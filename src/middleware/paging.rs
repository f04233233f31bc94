use std::convert::Infallible;

use rocket::outcome::Outcome;
use rocket::request::{FromRequest, Request};

#[derive(Debug, Copy, Clone, Eq, PartialEq, Hash)]
pub struct PageState {
    pub page_length: u32,
    pub page: u32,
}

impl Default for PageState {
    fn default() -> Self {
        PageState {
            page_length: 20,
            page: 0,
        }
    }
}

#[rocket::async_trait]
impl<'r> FromRequest<'r> for PageState {
    type Error = Infallible;

    async fn from_request(request: &'r Request<'_>) -> rocket::request::Outcome<Self, Self::Error> {
        let length: Option<u32> = request
            .query_value("len")
            .and_then(|it| it.ok())
            .or_else(|| request.query_value("l").and_then(|it| it.ok()));

        let page: Option<u32> = request
            .query_value("page")
            .and_then(|it| it.ok())
            .or_else(|| request.query_value("p").and_then(|it| it.ok()));

        if let Some(p) = page {
            Outcome::Success(PageState {
                page_length: length.unwrap_or(20),
                page: p,
            })
        } else {
            Outcome::Success(Default::default())
        }
    }
}
use bson::{doc, Document};
use mongodb::options::FindOptions;
use mongodb::Database;
use rocket::futures::StreamExt;
use serde::de::DeserializeOwned;
use serde::Deserialize;
use utoipa::ToSchema;
use uuid::Uuid;

use crate::data::filter;
use crate::resp::problem::{problems, Problem};
use crate::role::RoleName;

use super::*;

pub mod problem {
    use crate::resp::problem::Problem;
    use rocket::http::Status;
    use uuid::Uuid;

    #[inline]
    pub fn order_not_found(id: Uuid) -> Problem {
        Problem::new_untyped(Status::NotFound, "Order doesn't exist.")
            .insert("id", id.to_string())
            .clone()
    }

    #[inline]
    pub fn enrollment_not_found(id: Uuid) -> Problem {
        Problem::new_untyped(Status::NotFound, "Enrollment doesn't exist.")
            .insert("id", id.to_string())
            .clone()
    }

    #[inline]
    pub fn notification_not_found(id: Uuid) -> Problem {
        Problem::new_untyped(Status::NotFound, "Notification doesn't exist.")
            .insert("id", id.to_string())
            .clone()
    }

    #[inline]
    pub fn bad_rating(rating: u8) -> Problem {
        Problem::new_untyped(Status::BadRequest, "Rating must be between 1 and 5.")
            .insert("rating", rating)
            .clone()
    }
}

#[derive(Debug, Clone, Deserialize, ToSchema)]
pub struct OrderCreateData {
    pub course_id: Uuid,
    pub amount_paid: f64,
    #[serde(default = "default_currency")]
    pub currency: String,
    pub payment_status: PaymentStatus,
}

#[derive(Debug, Clone, Deserialize, ToSchema)]
pub struct PaymentCreateData {
    pub order_id: Uuid,
    pub payment_method: String,
    pub amount: f64,
    #[serde(default = "default_currency")]
    pub currency: String,
    pub status: PaymentStatus,
    pub transaction_id: Option<String>,
    pub receipt_url: Option<String>,
}

#[derive(Debug, Clone, Deserialize, ToSchema)]
pub struct EnrollmentCreateData {
    pub course_id: Uuid,
}

#[derive(Debug, Clone, Deserialize, ToSchema)]
pub struct CourseRatingData {
    pub rating: u8,
    pub review: Option<String>,
}

#[derive(Debug, Clone, Deserialize, ToSchema)]
pub struct VideoReviewData {
    pub comment: String,
}

pub trait CommerceDbExt {
    async fn create_order(&self, user_id: Uuid, data: OrderCreateData) -> Result<Order, Problem>;

    async fn orders_by_user(&self, user_id: Uuid) -> Result<Vec<Order>, Problem>;

    /// Whether a qualifying paid order exists for the user/course pair.
    /// This is the purchase condition the content-visibility policy keys
    /// on.
    async fn has_paid_order(&self, user_id: Uuid, course_id: Uuid) -> Result<bool, Problem>;

    /// Records a payment against the caller's order. A succeeded payment
    /// marks the order paid and grants access.
    async fn create_payment(
        &self,
        user_id: Uuid,
        data: PaymentCreateData,
    ) -> Result<Payment, Problem>;

    async fn create_enrollment(&self, user_id: Uuid, course_id: Uuid)
        -> Result<Enrollment, Problem>;

    async fn enrollments_by_user(&self, user_id: Uuid) -> Result<Vec<Enrollment>, Problem>;

    async fn set_enrollment_progress(
        &self,
        id: Uuid,
        user_id: Uuid,
        progress: i32,
    ) -> Result<Option<Enrollment>, Problem>;

    async fn rate_course(
        &self,
        course_id: Uuid,
        user_id: Uuid,
        data: CourseRatingData,
    ) -> Result<CourseRating, Problem>;

    async fn ratings_by_course(&self, course_id: Uuid) -> Result<Vec<CourseRating>, Problem>;

    async fn review_video(
        &self,
        video_id: Uuid,
        user_id: Uuid,
        data: VideoReviewData,
    ) -> Result<VideoReview, Problem>;

    async fn reviews_by_video(&self, video_id: Uuid) -> Result<Vec<VideoReview>, Problem>;

    async fn notify(
        &self,
        user_id: Uuid,
        kind: impl ToString,
        message: impl ToString,
        reference_id: Option<Uuid>,
        for_role: Option<RoleName>,
    ) -> Result<Notification, Problem>;

    async fn notifications_by_user(&self, user_id: Uuid) -> Result<Vec<Notification>, Problem>;

    async fn mark_notification_read(
        &self,
        id: Uuid,
        user_id: Uuid,
    ) -> Result<Option<Notification>, Problem>;
}

impl CommerceDbExt for Database {
    async fn create_order(&self, user_id: Uuid, data: OrderCreateData) -> Result<Order, Problem> {
        let order = Order {
            id: Uuid::new_v4(),
            course_id: data.course_id,
            user_id,
            payment_status: data.payment_status,
            amount_paid: data.amount_paid,
            currency: data.currency,
            access_granted: data.payment_status == PaymentStatus::Succeeded,
            created: chrono::Utc::now(),
        };

        self.collection::<Order>(ORDER_COLLECTION_NAME)
            .insert_one(&order, None)
            .await
            .map_err(Problem::from)?;

        Ok(order)
    }

    async fn orders_by_user(&self, user_id: Uuid) -> Result<Vec<Order>, Problem> {
        collect_newest_first(self, ORDER_COLLECTION_NAME, filter::by_user(user_id)).await
    }

    async fn has_paid_order(&self, user_id: Uuid, course_id: Uuid) -> Result<bool, Problem> {
        let paid = self
            .collection::<Order>(ORDER_COLLECTION_NAME)
            .find_one(
                doc! {
                    "user_id": user_id.to_string(),
                    "course_id": course_id.to_string(),
                    "payment_status": "succeeded",
                },
                None,
            )
            .await
            .map_err(Problem::from)?;

        Ok(paid.is_some())
    }

    async fn create_payment(
        &self,
        user_id: Uuid,
        data: PaymentCreateData,
    ) -> Result<Payment, Problem> {
        let order: Order = self
            .collection(ORDER_COLLECTION_NAME)
            .find_one(filter::by_id(data.order_id), None)
            .await
            .map_err(Problem::from)?
            .ok_or_else(|| problem::order_not_found(data.order_id))?;

        if order.user_id != user_id {
            return Err(problems::forbidden("Order belongs to another user."));
        }

        let payment = Payment {
            id: Uuid::new_v4(),
            order_id: order.id,
            user_id,
            course_id: order.course_id,
            payment_method: data.payment_method,
            amount: data.amount,
            currency: data.currency,
            status: data.status,
            transaction_id: data.transaction_id,
            receipt_url: data.receipt_url,
            created: chrono::Utc::now(),
        };

        self.collection::<Payment>(PAYMENT_COLLECTION_NAME)
            .insert_one(&payment, None)
            .await
            .map_err(Problem::from)?;

        if payment.status == PaymentStatus::Succeeded {
            self.collection::<Order>(ORDER_COLLECTION_NAME)
                .update_one(
                    filter::by_id(order.id),
                    doc! { "$set": { "payment_status": "succeeded", "access_granted": true } },
                    None,
                )
                .await
                .map_err(Problem::from)?;
        }

        Ok(payment)
    }

    async fn create_enrollment(
        &self,
        user_id: Uuid,
        course_id: Uuid,
    ) -> Result<Enrollment, Problem> {
        let existing = self
            .collection::<Enrollment>(ENROLLMENT_COLLECTION_NAME)
            .find_one(
                doc! {
                    "user_id": user_id.to_string(),
                    "course_id": course_id.to_string(),
                },
                None,
            )
            .await
            .map_err(Problem::from)?;

        if existing.is_some() {
            return Err(problems::conflict("Already enrolled in this course."));
        }

        let enrollment = Enrollment {
            id: Uuid::new_v4(),
            course_id,
            user_id,
            enrolled: chrono::Utc::now(),
            progress: 0,
            is_complete: false,
        };

        self.collection::<Enrollment>(ENROLLMENT_COLLECTION_NAME)
            .insert_one(&enrollment, None)
            .await
            .map_err(Problem::from)?;

        Ok(enrollment)
    }

    async fn enrollments_by_user(&self, user_id: Uuid) -> Result<Vec<Enrollment>, Problem> {
        let mut cursor = self
            .collection::<Enrollment>(ENROLLMENT_COLLECTION_NAME)
            .find(filter::by_user(user_id), None)
            .await
            .map_err(Problem::from)?;

        let mut enrollments = vec![];
        while let Some(enrollment) = cursor.next().await {
            match enrollment {
                Ok(it) => enrollments.push(it),
                Err(_) => tracing::warn!("Unable to deserialize Enrollment document."),
            }
        }

        Ok(enrollments)
    }

    async fn set_enrollment_progress(
        &self,
        id: Uuid,
        user_id: Uuid,
        progress: i32,
    ) -> Result<Option<Enrollment>, Problem> {
        let (progress, is_complete) = apply_progress(progress);

        self.collection::<Enrollment>(ENROLLMENT_COLLECTION_NAME)
            .find_one_and_update(
                doc! {
                    "_id": id.to_string(),
                    "user_id": user_id.to_string(),
                },
                doc! { "$set": { "progress": progress as i32, "is_complete": is_complete } },
                mongodb::options::FindOneAndUpdateOptions::builder()
                    .return_document(mongodb::options::ReturnDocument::After)
                    .build(),
            )
            .await
            .map_err(Problem::from)
    }

    async fn rate_course(
        &self,
        course_id: Uuid,
        user_id: Uuid,
        data: CourseRatingData,
    ) -> Result<CourseRating, Problem> {
        if !(1..=5).contains(&data.rating) {
            return Err(problem::bad_rating(data.rating));
        }

        let rating = CourseRating {
            id: Uuid::new_v4(),
            course_id,
            user_id,
            rating: data.rating,
            review: data.review,
            created: chrono::Utc::now(),
        };

        self.collection::<CourseRating>(COURSE_RATING_COLLECTION_NAME)
            .insert_one(&rating, None)
            .await
            .map_err(Problem::from)?;

        Ok(rating)
    }

    async fn ratings_by_course(&self, course_id: Uuid) -> Result<Vec<CourseRating>, Problem> {
        collect_newest_first(self, COURSE_RATING_COLLECTION_NAME, filter::by_course(course_id))
            .await
    }

    async fn review_video(
        &self,
        video_id: Uuid,
        user_id: Uuid,
        data: VideoReviewData,
    ) -> Result<VideoReview, Problem> {
        let review = VideoReview {
            id: Uuid::new_v4(),
            video_id,
            user_id,
            comment: data.comment,
            reply: None,
            resolved: false,
            created: chrono::Utc::now(),
        };

        self.collection::<VideoReview>(VIDEO_REVIEW_COLLECTION_NAME)
            .insert_one(&review, None)
            .await
            .map_err(Problem::from)?;

        Ok(review)
    }

    async fn reviews_by_video(&self, video_id: Uuid) -> Result<Vec<VideoReview>, Problem> {
        collect_newest_first(self, VIDEO_REVIEW_COLLECTION_NAME, filter::by_video(video_id)).await
    }

    async fn notify(
        &self,
        user_id: Uuid,
        kind: impl ToString,
        message: impl ToString,
        reference_id: Option<Uuid>,
        for_role: Option<RoleName>,
    ) -> Result<Notification, Problem> {
        let notification = Notification {
            id: Uuid::new_v4(),
            user_id,
            kind: kind.to_string(),
            reference_id,
            message: message.to_string(),
            is_read: false,
            for_role,
            created: chrono::Utc::now(),
        };

        self.collection::<Notification>(NOTIFICATION_COLLECTION_NAME)
            .insert_one(&notification, None)
            .await
            .map_err(Problem::from)?;

        Ok(notification)
    }

    async fn notifications_by_user(&self, user_id: Uuid) -> Result<Vec<Notification>, Problem> {
        collect_newest_first(self, NOTIFICATION_COLLECTION_NAME, filter::by_user(user_id)).await
    }

    async fn mark_notification_read(
        &self,
        id: Uuid,
        user_id: Uuid,
    ) -> Result<Option<Notification>, Problem> {
        self.collection::<Notification>(NOTIFICATION_COLLECTION_NAME)
            .find_one_and_update(
                doc! {
                    "_id": id.to_string(),
                    "user_id": user_id.to_string(),
                },
                doc! { "$set": { "is_read": true } },
                mongodb::options::FindOneAndUpdateOptions::builder()
                    .return_document(mongodb::options::ReturnDocument::After)
                    .build(),
            )
            .await
            .map_err(Problem::from)
    }
}

async fn collect_newest_first<T: DeserializeOwned + Unpin + Send + Sync>(
    db: &Database,
    collection: &str,
    filter: Document,
) -> Result<Vec<T>, Problem> {
    let options = FindOptions::builder().sort(doc! { "created": -1 }).build();

    let mut cursor = db
        .collection::<T>(collection)
        .find(filter, options)
        .await
        .map_err(Problem::from)?;

    let mut records = vec![];
    while let Some(record) = cursor.next().await {
        match record {
            Ok(it) => records.push(it),
            Err(_) => tracing::warn!("Unable to deserialize {} document.", collection),
        }
    }

    Ok(records)
}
--*--
» **Brief**: Each line in the entries above that includes the string "Outcome" should be extracted.

» **Task result**:
use rocket::outcome::Outcome;
    async fn from_request(request: &'r Request<'_>) -> rocket::request::Outcome<Self, Self::Error> {
            Outcome::Success(PageState {
            Outcome::Success(Default::default())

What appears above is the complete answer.